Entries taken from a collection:
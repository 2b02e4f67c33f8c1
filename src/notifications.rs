use std::cell::{Cell, RefCell};
use std::rc::{Rc, Weak};

use crate::timers;

/// Notifications dismiss themselves after this long.
pub(crate) const NOTIFICATION_TTL_MS: u32 = 8_000;

#[derive(Clone, Copy, Debug, PartialEq, Eq)]
pub(crate) enum NoticeKind {
    Success,
    Error,
    Info,
}

#[derive(Clone, Debug, PartialEq)]
pub(crate) struct Notification {
    pub(crate) id: u64,
    pub(crate) kind: NoticeKind,
    pub(crate) title: String,
    pub(crate) message: String,
    pub(crate) timestamp_ms: f64,
    pub(crate) tx_hash: Option<String>,
}

pub(crate) type NoticeSubscriber = Rc<dyn Fn()>;

/// Ephemeral user-facing messages. Every user-meaningful event lands here;
/// entries expire on a timer or by manual dismissal.
pub(crate) struct NotificationStore {
    entries: RefCell<Vec<Notification>>,
    next_id: Cell<u64>,
    subscribers: RefCell<Vec<NoticeSubscriber>>,
}

impl NotificationStore {
    pub(crate) fn new() -> Rc<Self> {
        Rc::new(Self {
            entries: RefCell::new(Vec::new()),
            next_id: Cell::new(0),
            subscribers: RefCell::new(Vec::new()),
        })
    }

    pub(crate) fn subscribe(&self, subscriber: NoticeSubscriber) {
        self.subscribers.borrow_mut().push(subscriber);
    }

    pub(crate) fn entries(&self) -> Vec<Notification> {
        self.entries.borrow().clone()
    }

    pub(crate) fn push(
        self: &Rc<Self>,
        kind: NoticeKind,
        title: impl Into<String>,
        message: impl Into<String>,
        tx_hash: Option<String>,
    ) -> u64 {
        let id = self.next_id.get();
        self.next_id.set(id.wrapping_add(1));
        self.entries.borrow_mut().push(Notification {
            id,
            kind,
            title: title.into(),
            message: message.into(),
            timestamp_ms: timers::now_ms(),
            tx_hash,
        });
        self.notify();

        let store: Weak<Self> = Rc::downgrade(self);
        timers::schedule(NOTIFICATION_TTL_MS, move || {
            if let Some(store) = store.upgrade() {
                store.dismiss(id);
            }
        })
        .forget();
        id
    }

    pub(crate) fn success(
        self: &Rc<Self>,
        title: impl Into<String>,
        message: impl Into<String>,
        tx_hash: Option<String>,
    ) -> u64 {
        self.push(NoticeKind::Success, title, message, tx_hash)
    }

    pub(crate) fn error(self: &Rc<Self>, title: impl Into<String>, message: impl Into<String>) -> u64 {
        self.push(NoticeKind::Error, title, message, None)
    }

    pub(crate) fn info(
        self: &Rc<Self>,
        title: impl Into<String>,
        message: impl Into<String>,
        tx_hash: Option<String>,
    ) -> u64 {
        self.push(NoticeKind::Info, title, message, tx_hash)
    }

    pub(crate) fn dismiss(&self, id: u64) {
        let removed = {
            let mut entries = self.entries.borrow_mut();
            let before = entries.len();
            entries.retain(|entry| entry.id != id);
            entries.len() != before
        };
        if removed {
            self.notify();
        }
    }

    fn notify(&self) {
        let subscribers = self.subscribers.borrow().clone();
        for subscriber in subscribers {
            (subscriber)();
        }
    }
}

#[cfg(test)]
mod tests {
    use super::*;

    #[test]
    fn push_assigns_ids_and_notifies() {
        let store = NotificationStore::new();
        let fired = Rc::new(Cell::new(0));
        let observed = fired.clone();
        store.subscribe(Rc::new(move || observed.set(observed.get() + 1)));

        let first = store.info("Mint Started", "Minting pixel at (1, 2)...", None);
        let second = store.error("Mint Failed", "Failed to mint pixel at (1, 2)");
        assert_ne!(first, second);
        assert_eq!(store.entries().len(), 2);
        assert_eq!(fired.get(), 2);
    }

    #[test]
    fn dismiss_removes_one_entry() {
        let store = NotificationStore::new();
        let id = store.success("Pixel Minted!", "Successfully minted pixel at (1, 2)", None);
        let keep = store.info("note", "still here", None);
        store.dismiss(id);
        let entries = store.entries();
        assert_eq!(entries.len(), 1);
        assert_eq!(entries[0].id, keep);
        // Dismissing twice is a no-op.
        store.dismiss(id);
        assert_eq!(store.entries().len(), 1);
    }

    #[test]
    fn carries_explorer_link() {
        let store = NotificationStore::new();
        store.success("Batch Mint Complete!", "Successfully minted 3 pixels!", Some("0xabc".into()));
        assert_eq!(store.entries()[0].tx_hash.as_deref(), Some("0xabc"));
    }
}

The problem: A precise copy of all the records is needed.

Result:
repository 2b02e4f67c33f8c1
filename src/notifications.rs
use std::cell::{Cell, RefCell};
use std::rc::{Rc, Weak};

use crate::timers;

/// Notifications dismiss themselves after this long.
pub(crate) const NOTIFICATION_TTL_MS: u32 = 8_000;

#[derive(Clone, Copy, Debug, PartialEq, Eq)]
pub(crate) enum NoticeKind {
    Success,
    Error,
    Info,
}

#[derive(Clone, Debug, PartialEq)]
pub(crate) struct Notification {
    pub(crate) id: u64,
    pub(crate) kind: NoticeKind,
    pub(crate) title: String,
    pub(crate) message: String,
    pub(crate) timestamp_ms: f64,
    pub(crate) tx_hash: Option<String>,
}

pub(crate) type NoticeSubscriber = Rc<dyn Fn()>;

/// Ephemeral user-facing messages. Every user-meaningful event lands here;
/// entries expire on a timer or by manual dismissal.
pub(crate) struct NotificationStore {
    entries: RefCell<Vec<Notification>>,
    next_id: Cell<u64>,
    subscribers: RefCell<Vec<NoticeSubscriber>>,
}

impl NotificationStore {
    pub(crate) fn new() -> Rc<Self> {
        Rc::new(Self {
            entries: RefCell::new(Vec::new()),
            next_id: Cell::new(0),
            subscribers: RefCell::new(Vec::new()),
        })
    }

    pub(crate) fn subscribe(&self, subscriber: NoticeSubscriber) {
        self.subscribers.borrow_mut().push(subscriber);
    }

    pub(crate) fn entries(&self) -> Vec<Notification> {
        self.entries.borrow().clone()
    }

    pub(crate) fn push(
        self: &Rc<Self>,
        kind: NoticeKind,
        title: impl Into<String>,
        message: impl Into<String>,
        tx_hash: Option<String>,
    ) -> u64 {
        let id = self.next_id.get();
        self.next_id.set(id.wrapping_add(1));
        self.entries.borrow_mut().push(Notification {
            id,
            kind,
            title: title.into(),
            message: message.into(),
            timestamp_ms: timers::now_ms(),
            tx_hash,
        });
        self.notify();

        let store: Weak<Self> = Rc::downgrade(self);
        timers::schedule(NOTIFICATION_TTL_MS, move || {
            if let Some(store) = store.upgrade() {
                store.dismiss(id);
            }
        })
        .forget();
        id
    }

    pub(crate) fn success(
        self: &Rc<Self>,
        title: impl Into<String>,
        message: impl Into<String>,
        tx_hash: Option<String>,
    ) -> u64 {
        self.push(NoticeKind::Success, title, message, tx_hash)
    }

    pub(crate) fn error(self: &Rc<Self>, title: impl Into<String>, message: impl Into<String>) -> u64 {
        self.push(NoticeKind::Error, title, message, None)
    }

    pub(crate) fn info(
        self: &Rc<Self>,
        title: impl Into<String>,
        message: impl Into<String>,
        tx_hash: Option<String>,
    ) -> u64 {
        self.push(NoticeKind::Info, title, message, tx_hash)
    }

    pub(crate) fn dismiss(&self, id: u64) {
        let removed = {
            let mut entries = self.entries.borrow_mut();
            let before = entries.len();
            entries.retain(|entry| entry.id != id);
            entries.len() != before
        };
        if removed {
            self.notify();
        }
    }

    fn notify(&self) {
        let subscribers = self.subscribers.borrow().clone();
        for subscriber in subscribers {
            (subscriber)();
        }
    }
}

#[cfg(test)]
mod tests {
    use super::*;

    #[test]
    fn push_assigns_ids_and_notifies() {
        let store = NotificationStore::new();
        let fired = Rc::new(Cell::new(0));
        let observed = fired.clone();
        store.subscribe(Rc::new(move || observed.set(observed.get() + 1)));

        let first = store.info("Mint Started", "Minting pixel at (1, 2)...", None);
        let second = store.error("Mint Failed", "Failed to mint pixel at (1, 2)");
        assert_ne!(first, second);
        assert_eq!(store.entries().len(), 2);
        assert_eq!(fired.get(), 2);
    }

    #[test]
    fn dismiss_removes_one_entry() {
        let store = NotificationStore::new();
        let id = store.success("Pixel Minted!", "Successfully minted pixel at (1, 2)", None);
        let keep = store.info("note", "still here", None);
        store.dismiss(id);
        let entries = store.entries();
        assert_eq!(entries.len(), 1);
        assert_eq!(entries[0].id, keep);
        // Dismissing twice is a no-op.
        store.dismiss(id);
        assert_eq!(store.entries().len(), 1);
    }

    #[test]
    fn carries_explorer_link() {
        let store = NotificationStore::new();
        store.success("Batch Mint Complete!", "Successfully minted 3 pixels!", Some("0xabc".into()));
        assert_eq!(store.entries()[0].tx_hash.as_deref(), Some("0xabc"));
    }
}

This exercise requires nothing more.